▶ Task to complete: The response must reproduce every record in full.
____
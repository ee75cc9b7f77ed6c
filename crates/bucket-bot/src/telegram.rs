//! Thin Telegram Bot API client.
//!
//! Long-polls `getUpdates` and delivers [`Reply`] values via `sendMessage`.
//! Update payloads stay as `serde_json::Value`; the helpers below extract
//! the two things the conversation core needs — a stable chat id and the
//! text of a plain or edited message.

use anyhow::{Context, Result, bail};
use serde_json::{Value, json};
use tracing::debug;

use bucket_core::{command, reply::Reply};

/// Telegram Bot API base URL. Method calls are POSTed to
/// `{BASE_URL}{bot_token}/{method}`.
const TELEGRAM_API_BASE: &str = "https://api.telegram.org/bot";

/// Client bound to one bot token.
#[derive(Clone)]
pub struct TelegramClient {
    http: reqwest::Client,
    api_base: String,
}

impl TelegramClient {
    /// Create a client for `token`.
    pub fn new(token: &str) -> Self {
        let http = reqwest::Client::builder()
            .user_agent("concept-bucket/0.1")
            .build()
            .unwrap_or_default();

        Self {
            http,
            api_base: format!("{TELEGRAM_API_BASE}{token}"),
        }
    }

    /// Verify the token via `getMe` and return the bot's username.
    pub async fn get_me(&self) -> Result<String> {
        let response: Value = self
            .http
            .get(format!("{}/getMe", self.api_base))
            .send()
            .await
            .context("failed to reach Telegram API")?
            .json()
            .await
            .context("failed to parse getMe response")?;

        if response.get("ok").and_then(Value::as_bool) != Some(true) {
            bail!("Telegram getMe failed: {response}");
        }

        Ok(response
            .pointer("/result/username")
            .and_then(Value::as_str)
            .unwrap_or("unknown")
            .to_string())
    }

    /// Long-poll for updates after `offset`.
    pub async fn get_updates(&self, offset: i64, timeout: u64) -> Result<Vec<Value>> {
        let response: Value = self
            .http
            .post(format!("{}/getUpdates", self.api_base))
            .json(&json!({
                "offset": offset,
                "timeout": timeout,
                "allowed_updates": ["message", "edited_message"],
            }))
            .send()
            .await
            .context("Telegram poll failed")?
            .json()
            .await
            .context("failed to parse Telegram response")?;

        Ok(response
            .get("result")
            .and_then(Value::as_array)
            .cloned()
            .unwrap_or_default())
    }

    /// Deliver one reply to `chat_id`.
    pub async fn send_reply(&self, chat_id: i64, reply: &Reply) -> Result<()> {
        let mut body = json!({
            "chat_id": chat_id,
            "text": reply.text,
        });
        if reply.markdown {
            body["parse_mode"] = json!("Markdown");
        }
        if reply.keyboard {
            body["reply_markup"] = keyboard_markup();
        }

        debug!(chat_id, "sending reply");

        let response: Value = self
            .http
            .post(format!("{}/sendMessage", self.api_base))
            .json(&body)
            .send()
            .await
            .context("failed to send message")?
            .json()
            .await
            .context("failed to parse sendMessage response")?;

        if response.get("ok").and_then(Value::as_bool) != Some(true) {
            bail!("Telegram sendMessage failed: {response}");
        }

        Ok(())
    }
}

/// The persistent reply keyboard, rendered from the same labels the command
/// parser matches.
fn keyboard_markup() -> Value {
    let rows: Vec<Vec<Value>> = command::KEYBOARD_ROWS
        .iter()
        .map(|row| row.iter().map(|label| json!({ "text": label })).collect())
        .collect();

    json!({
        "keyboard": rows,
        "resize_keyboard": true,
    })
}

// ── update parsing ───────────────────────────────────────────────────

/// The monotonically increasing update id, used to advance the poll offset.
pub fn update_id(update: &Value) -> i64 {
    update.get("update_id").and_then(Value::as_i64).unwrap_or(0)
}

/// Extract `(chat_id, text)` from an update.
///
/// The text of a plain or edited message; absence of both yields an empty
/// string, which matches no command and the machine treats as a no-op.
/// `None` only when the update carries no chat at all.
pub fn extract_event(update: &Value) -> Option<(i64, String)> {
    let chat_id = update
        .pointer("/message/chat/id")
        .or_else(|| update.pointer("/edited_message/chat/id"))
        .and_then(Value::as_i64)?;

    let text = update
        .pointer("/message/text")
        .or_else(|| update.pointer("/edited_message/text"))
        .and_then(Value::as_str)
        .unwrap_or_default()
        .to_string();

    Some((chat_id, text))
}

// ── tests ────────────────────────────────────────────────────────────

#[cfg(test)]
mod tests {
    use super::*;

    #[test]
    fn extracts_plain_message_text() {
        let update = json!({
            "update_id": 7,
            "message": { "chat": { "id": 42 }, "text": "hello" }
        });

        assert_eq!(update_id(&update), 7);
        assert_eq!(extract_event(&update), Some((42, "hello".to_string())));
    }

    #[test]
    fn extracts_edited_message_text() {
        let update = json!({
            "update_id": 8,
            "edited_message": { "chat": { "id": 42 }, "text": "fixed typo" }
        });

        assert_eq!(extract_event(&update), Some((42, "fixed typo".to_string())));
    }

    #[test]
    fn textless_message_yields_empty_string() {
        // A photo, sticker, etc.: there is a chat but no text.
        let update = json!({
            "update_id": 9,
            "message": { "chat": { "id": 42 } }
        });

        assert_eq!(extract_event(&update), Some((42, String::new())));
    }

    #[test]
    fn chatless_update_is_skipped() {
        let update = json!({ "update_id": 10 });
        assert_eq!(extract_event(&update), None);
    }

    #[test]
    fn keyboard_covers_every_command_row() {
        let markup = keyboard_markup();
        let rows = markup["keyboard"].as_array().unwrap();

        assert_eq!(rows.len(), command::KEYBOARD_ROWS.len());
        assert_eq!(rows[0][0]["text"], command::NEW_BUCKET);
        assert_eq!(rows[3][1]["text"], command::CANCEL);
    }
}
____
▶ Answer to the exercise:
repository ee75cc9b7f77ed6c
filename crates/bucket-bot/src/telegram.rs
//! Thin Telegram Bot API client.
//!
//! Long-polls `getUpdates` and delivers [`Reply`] values via `sendMessage`.
//! Update payloads stay as `serde_json::Value`; the helpers below extract
//! the two things the conversation core needs — a stable chat id and the
//! text of a plain or edited message.

use anyhow::{Context, Result, bail};
use serde_json::{Value, json};
use tracing::debug;

use bucket_core::{command, reply::Reply};

/// Telegram Bot API base URL. Method calls are POSTed to
/// `{BASE_URL}{bot_token}/{method}`.
const TELEGRAM_API_BASE: &str = "https://api.telegram.org/bot";

/// Client bound to one bot token.
#[derive(Clone)]
pub struct TelegramClient {
    http: reqwest::Client,
    api_base: String,
}

impl TelegramClient {
    /// Create a client for `token`.
    pub fn new(token: &str) -> Self {
        let http = reqwest::Client::builder()
            .user_agent("concept-bucket/0.1")
            .build()
            .unwrap_or_default();

        Self {
            http,
            api_base: format!("{TELEGRAM_API_BASE}{token}"),
        }
    }

    /// Verify the token via `getMe` and return the bot's username.
    pub async fn get_me(&self) -> Result<String> {
        let response: Value = self
            .http
            .get(format!("{}/getMe", self.api_base))
            .send()
            .await
            .context("failed to reach Telegram API")?
            .json()
            .await
            .context("failed to parse getMe response")?;

        if response.get("ok").and_then(Value::as_bool) != Some(true) {
            bail!("Telegram getMe failed: {response}");
        }

        Ok(response
            .pointer("/result/username")
            .and_then(Value::as_str)
            .unwrap_or("unknown")
            .to_string())
    }

    /// Long-poll for updates after `offset`.
    pub async fn get_updates(&self, offset: i64, timeout: u64) -> Result<Vec<Value>> {
        let response: Value = self
            .http
            .post(format!("{}/getUpdates", self.api_base))
            .json(&json!({
                "offset": offset,
                "timeout": timeout,
                "allowed_updates": ["message", "edited_message"],
            }))
            .send()
            .await
            .context("Telegram poll failed")?
            .json()
            .await
            .context("failed to parse Telegram response")?;

        Ok(response
            .get("result")
            .and_then(Value::as_array)
            .cloned()
            .unwrap_or_default())
    }

    /// Deliver one reply to `chat_id`.
    pub async fn send_reply(&self, chat_id: i64, reply: &Reply) -> Result<()> {
        let mut body = json!({
            "chat_id": chat_id,
            "text": reply.text,
        });
        if reply.markdown {
            body["parse_mode"] = json!("Markdown");
        }
        if reply.keyboard {
            body["reply_markup"] = keyboard_markup();
        }

        debug!(chat_id, "sending reply");

        let response: Value = self
            .http
            .post(format!("{}/sendMessage", self.api_base))
            .json(&body)
            .send()
            .await
            .context("failed to send message")?
            .json()
            .await
            .context("failed to parse sendMessage response")?;

        if response.get("ok").and_then(Value::as_bool) != Some(true) {
            bail!("Telegram sendMessage failed: {response}");
        }

        Ok(())
    }
}

/// The persistent reply keyboard, rendered from the same labels the command
/// parser matches.
fn keyboard_markup() -> Value {
    let rows: Vec<Vec<Value>> = command::KEYBOARD_ROWS
        .iter()
        .map(|row| row.iter().map(|label| json!({ "text": label })).collect())
        .collect();

    json!({
        "keyboard": rows,
        "resize_keyboard": true,
    })
}

// ── update parsing ───────────────────────────────────────────────────

/// The monotonically increasing update id, used to advance the poll offset.
pub fn update_id(update: &Value) -> i64 {
    update.get("update_id").and_then(Value::as_i64).unwrap_or(0)
}

/// Extract `(chat_id, text)` from an update.
///
/// The text of a plain or edited message; absence of both yields an empty
/// string, which matches no command and the machine treats as a no-op.
/// `None` only when the update carries no chat at all.
pub fn extract_event(update: &Value) -> Option<(i64, String)> {
    let chat_id = update
        .pointer("/message/chat/id")
        .or_else(|| update.pointer("/edited_message/chat/id"))
        .and_then(Value::as_i64)?;

    let text = update
        .pointer("/message/text")
        .or_else(|| update.pointer("/edited_message/text"))
        .and_then(Value::as_str)
        .unwrap_or_default()
        .to_string();

    Some((chat_id, text))
}

// ── tests ────────────────────────────────────────────────────────────

#[cfg(test)]
mod tests {
    use super::*;

    #[test]
    fn extracts_plain_message_text() {
        let update = json!({
            "update_id": 7,
            "message": { "chat": { "id": 42 }, "text": "hello" }
        });

        assert_eq!(update_id(&update), 7);
        assert_eq!(extract_event(&update), Some((42, "hello".to_string())));
    }

    #[test]
    fn extracts_edited_message_text() {
        let update = json!({
            "update_id": 8,
            "edited_message": { "chat": { "id": 42 }, "text": "fixed typo" }
        });

        assert_eq!(extract_event(&update), Some((42, "fixed typo".to_string())));
    }

    #[test]
    fn textless_message_yields_empty_string() {
        // A photo, sticker, etc.: there is a chat but no text.
        let update = json!({
            "update_id": 9,
            "message": { "chat": { "id": 42 } }
        });

        assert_eq!(extract_event(&update), Some((42, String::new())));
    }

    #[test]
    fn chatless_update_is_skipped() {
        let update = json!({ "update_id": 10 });
        assert_eq!(extract_event(&update), None);
    }

    #[test]
    fn keyboard_covers_every_command_row() {
        let markup = keyboard_markup();
        let rows = markup["keyboard"].as_array().unwrap();

        assert_eq!(rows.len(), command::KEYBOARD_ROWS.len());
        assert_eq!(rows[0][0]["text"], command::NEW_BUCKET);
        assert_eq!(rows[3][1]["text"], command::CANCEL);
    }
}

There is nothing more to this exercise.